To be honest, I do not think that one can understand the model using IO Completion ports through this diagram, but it has an important detail. An attentions reader can read this diagram and realize that the threads queue is all blocked waiting for the completion port to have any IO packet. You may be thinking: "Have I read this entire article, being convinced that blocking threads are bad so that you show me a model with blocked threads?"

Yeah! Kind of difficult answer.

The idea of the architectures shown here are not to not have blocked threads, but to minimize the quantity of blocked threads. For example, those three blocked threads on the diagram are very capable, on a busy server, to generate work for hundreds, even thousands of requests.

Moving on, I think that this diagram show on a super high level the idea of completion ports.



For a tutorial on how to use I/O Completion port, please see:

# A simple application using I/O Completion Ports and WinSock

http://www.codeproject.com/Articles/13382/A-simple-application-using-I-O-Completion-Ports-an

Well, I/O Completion Ports were the best mode to build busy servers in Windows and have existed by a long time. They were event used in the POSA II book.

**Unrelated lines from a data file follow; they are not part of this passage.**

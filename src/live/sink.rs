use std::path::{Path, PathBuf};

use anyhow::{anyhow, Context, Result};

use crate::frame::AnnotatedFrame;

/// Receives annotated frames in presentation order.
pub trait OverlaySink: Send {
    fn present(&mut self, frame: &AnnotatedFrame) -> Result<()>;
}

impl<F> OverlaySink for F
where
    F: FnMut(&AnnotatedFrame) -> Result<()> + Send,
{
    fn present(&mut self, frame: &AnnotatedFrame) -> Result<()> {
        self(frame)
    }
}

/// Writes each annotated frame as `frame_<seq>.png` and refreshes `latest.png`.
pub struct DirectorySink {
    dir: PathBuf,
    written: u64,
}

impl DirectorySink {
    pub fn new(dir: impl Into<PathBuf>) -> Result<Self> {
        let dir = dir.into();
        std::fs::create_dir_all(&dir)
            .with_context(|| format!("creating output directory {}", dir.display()))?;
        Ok(Self { dir, written: 0 })
    }

    pub fn dir(&self) -> &Path {
        &self.dir
    }

    pub fn written(&self) -> u64 {
        self.written
    }

    pub fn frame_path(&self, seq: u64) -> PathBuf {
        self.dir.join(format!("frame_{:06}.png", seq))
    }
}

impl OverlaySink for DirectorySink {
    fn present(&mut self, frame: &AnnotatedFrame) -> Result<()> {
        let path = self.frame_path(frame.seq);
        frame
            .image
            .save(&path)
            .map_err(|e| anyhow!("writing {}: {}", path.display(), e))?;
        let latest = self.dir.join("latest.png");
        std::fs::copy(&path, &latest)
            .with_context(|| format!("updating {}", latest.display()))?;
        self.written += 1;
        log::info!(
            "frame #{}: {} ({} detections) -> {}",
            frame.seq,
            frame.status(),
            frame.batch.len(),
            path.display()
        );
        Ok(())
    }
}

#[cfg(test)]
mod tests {
    use super::*;
    use crate::detect::DetectionBatch;
    use crate::render::AnnotationReport;
    use image::RgbaImage;

    #[test]
    fn writes_numbered_and_latest_files() {
        let dir = tempfile::tempdir().unwrap();
        let mut sink = DirectorySink::new(dir.path().join("out")).unwrap();
        let frame = AnnotatedFrame {
            seq: 42,
            captured_at: chrono::Utc::now(),
            image: RgbaImage::new(4, 4),
            batch: DetectionBatch::now(vec![]),
            report: AnnotationReport::default(),
            has_fault: false,
        };
        sink.present(&frame).unwrap();
        assert!(sink.frame_path(42).exists());
        assert!(sink.dir().join("latest.png").exists());
        assert_eq!(sink.written(), 1);
    }
}
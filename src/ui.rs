//! Terminal output for the command-line tools: stage spinners and the
//! detection results panel.

use indicatif::{ProgressBar, ProgressDrawTarget, ProgressStyle};
use std::fmt::Write as _;
use std::time::{Duration, Instant};

use crate::detect::{Detection, DetectionBatch, FaultClassifier};

#[derive(Clone, Copy, Debug, PartialEq, Eq)]
pub enum UiMode {
    Auto,
    Plain,
    Pretty,
}

impl std::str::FromStr for UiMode {
    type Err = anyhow::Error;

    fn from_str(s: &str) -> anyhow::Result<Self> {
        match s {
            "auto" => Ok(UiMode::Auto),
            "plain" => Ok(UiMode::Plain),
            "pretty" => Ok(UiMode::Pretty),
            other => Err(anyhow::anyhow!("unknown ui mode '{}'", other)),
        }
    }
}

#[derive(Clone, Debug)]
pub struct Ui {
    mode: UiMode,
    is_tty: bool,
}

impl Ui {
    pub fn new(mode: UiMode, is_tty: bool) -> Self {
        Self { mode, is_tty }
    }

    /// Pretty output on a terminal unless `NO_COLOR` is set or plain was asked for.
    pub fn detect(mode: UiMode) -> Self {
        use std::io::IsTerminal;
        let is_tty = std::io::stderr().is_terminal() && std::env::var_os("NO_COLOR").is_none();
        Self::new(mode, is_tty)
    }

    fn pretty(&self) -> bool {
        self.is_tty && self.mode != UiMode::Plain
    }

    /// Start a named stage; it reports its duration when the guard drops.
    pub fn stage(&self, name: &str) -> StageGuard {
        if self.pretty() {
            let spinner = ProgressBar::new_spinner();
            spinner.set_draw_target(ProgressDrawTarget::stderr());
            spinner.enable_steady_tick(Duration::from_millis(120));
            let style = ProgressStyle::with_template("{spinner} {msg}")
                .unwrap_or_else(|_| ProgressStyle::default_spinner());
            spinner.set_style(style);
            spinner.set_message(format!("{name}…"));
            StageGuard::new(name.to_string(), Some(spinner))
        } else {
            eprintln!("==> {}", name);
            StageGuard::new(name.to_string(), None)
        }
    }
}

pub struct StageGuard {
    name: String,
    start: Instant,
    spinner: Option<ProgressBar>,
}

impl StageGuard {
    fn new(name: String, spinner: Option<ProgressBar>) -> Self {
        Self {
            name,
            start: Instant::now(),
            spinner,
        }
    }
}

impl Drop for StageGuard {
    fn drop(&mut self) {
        let message = format!("✔ {} ({})", self.name, format_duration(self.start.elapsed()));
        if let Some(spinner) = &self.spinner {
            spinner.finish_with_message(message);
        } else {
            eprintln!("{message}");
        }
    }
}

fn format_duration(duration: Duration) -> String {
    if duration.as_secs() >= 1 {
        format!("{:.2}s", duration.as_secs_f64())
    } else {
        format!("{}ms", duration.as_millis())
    }
}

/// One line of the results panel: `insulator fault  92.0%  Position: [120, 80, 200, 160]`.
pub fn detection_line(detection: &Detection) -> String {
    let b = &detection.bbox;
    format!(
        "{}  {:.1}%  Position: [{}, {}, {}, {}]",
        detection.display_class(),
        detection.confidence * 100.0,
        b.x,
        b.y,
        b.width,
        b.height
    )
}

/// Fault badge followed by one line per detection.
pub fn results_panel(batch: &DetectionBatch, classifier: &dyn FaultClassifier) -> String {
    let mut out = String::new();
    let badge = if batch.has_fault(classifier) {
        "Fault Detected"
    } else {
        "No Fault"
    };
    let _ = writeln!(out, "Detection Results  [{}]", badge);
    if batch.is_empty() {
        let _ = writeln!(out, "  (no detections)");
    }
    for detection in batch.iter() {
        let marker = if classifier.is_fault(&detection.class) {
            "!"
        } else {
            "-"
        };
        let _ = writeln!(out, "  {} {}", marker, detection_line(detection));
    }
    out
}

However, the Windows Kernel version 6.1 brought a new API that promises even better scalability for Servers (Yeah, sometimes it is useful to update the Windows...)

## REGISTERED I/O

Although it is in production code from almost 4 years now, it is very rare to listen anything about Registered IO. There are two sites to understand what they are.

# Registered Input/output (RIO) API Extensions

https://technet.microsoft.com/en-us/library/hh997032.aspx

New techniques to develop low-latency network apps

https://channel9.msdn.com/events/Build/BUILD2011/SAC-593T

The idea behind Registered I/O is that there is a huge waste of processing power just moving memory from one location (kernel space) to another (user space). This idea has already appeared, for example, in this paper.

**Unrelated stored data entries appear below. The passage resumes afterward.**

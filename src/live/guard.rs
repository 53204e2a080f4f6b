use std::sync::atomic::{AtomicBool, Ordering};
use std::sync::Arc;

/// Single-slot guard: at most one detection request may be outstanding.
#[derive(Debug, Default)]
pub struct InFlightGuard {
    busy: AtomicBool,
}

impl InFlightGuard {
    pub fn new() -> Arc<Self> {
        Arc::new(Self::default())
    }

    /// Take the slot, or `None` while another request holds it.
    pub fn try_acquire(self: &Arc<Self>) -> Option<InFlightPermit> {
        self.busy
            .compare_exchange(false, true, Ordering::AcqRel, Ordering::Acquire)
            .ok()
            .map(|_| InFlightPermit {
                guard: Arc::clone(self),
            })
    }

    pub fn is_busy(&self) -> bool {
        self.busy.load(Ordering::Acquire)
    }
}

/// Proof of holding the slot. Dropping it frees the slot.
#[derive(Debug)]
pub struct InFlightPermit {
    guard: Arc<InFlightGuard>,
}

impl Drop for InFlightPermit {
    fn drop(&mut self) {
        self.guard.busy.store(false, Ordering::Release);
    }
}
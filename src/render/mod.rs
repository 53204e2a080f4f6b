//! Detection overlay rendering.
//!
//! `annotate` paints a box, a translucent fill and a label for every detection
//! onto a `Surface` that already holds the source image. Styling comes in as
//! an explicit `OverlayStyle`; the fault/normal split comes from an injected
//! `FaultClassifier`.

mod annotate;
mod raster;
mod recording;
mod style;
mod surface;

pub use annotate::{annotate, label_text, AnnotateError, AnnotationReport};
pub use raster::{default_font, load_font, RasterSurface};
pub use recording::{DrawOp, RecordingSurface};
pub use style::{format_color, parse_color, OverlayStyle, TierStyle};
pub use surface::{RectF, Surface};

Fbufs: A High-Bandwidth Cross-Domain Transfer Facility

http://zoo.cs.yale.edu/classes/cs422/2010/bib/druschel93fbufs.pdf

#### TCP LOOPBACK OTIMIZATION

There are many IPC mechanisms in Windows. For sure, the fastest in using Shared Memory, but using TCP Loopback is for sure one of the most portable solutions. One can easily separate the sender and the receiver to another machine and the communications would still work.

For this reason, Windows Kernel 6.1 implemented an optimization that will increase the usefulness of TCP loopback in IPC with low latency needs.

For more information about please see:

Fast TCP Loopback Performance and Low Latency with Windows Server 2012 TCP Loopback Fast Path

http://blogs.technet.com/b/wincat/archive/2012/12/05/fast-tcp-loopback-performance-and-low-latency-with-windows-server-2012-tcp-loopback-fast-path.aspx

# SCHEDULER ARCHITECTURE

https://en.wikipedia.org/wiki/Thread (computing)#M:N (hybrid threading)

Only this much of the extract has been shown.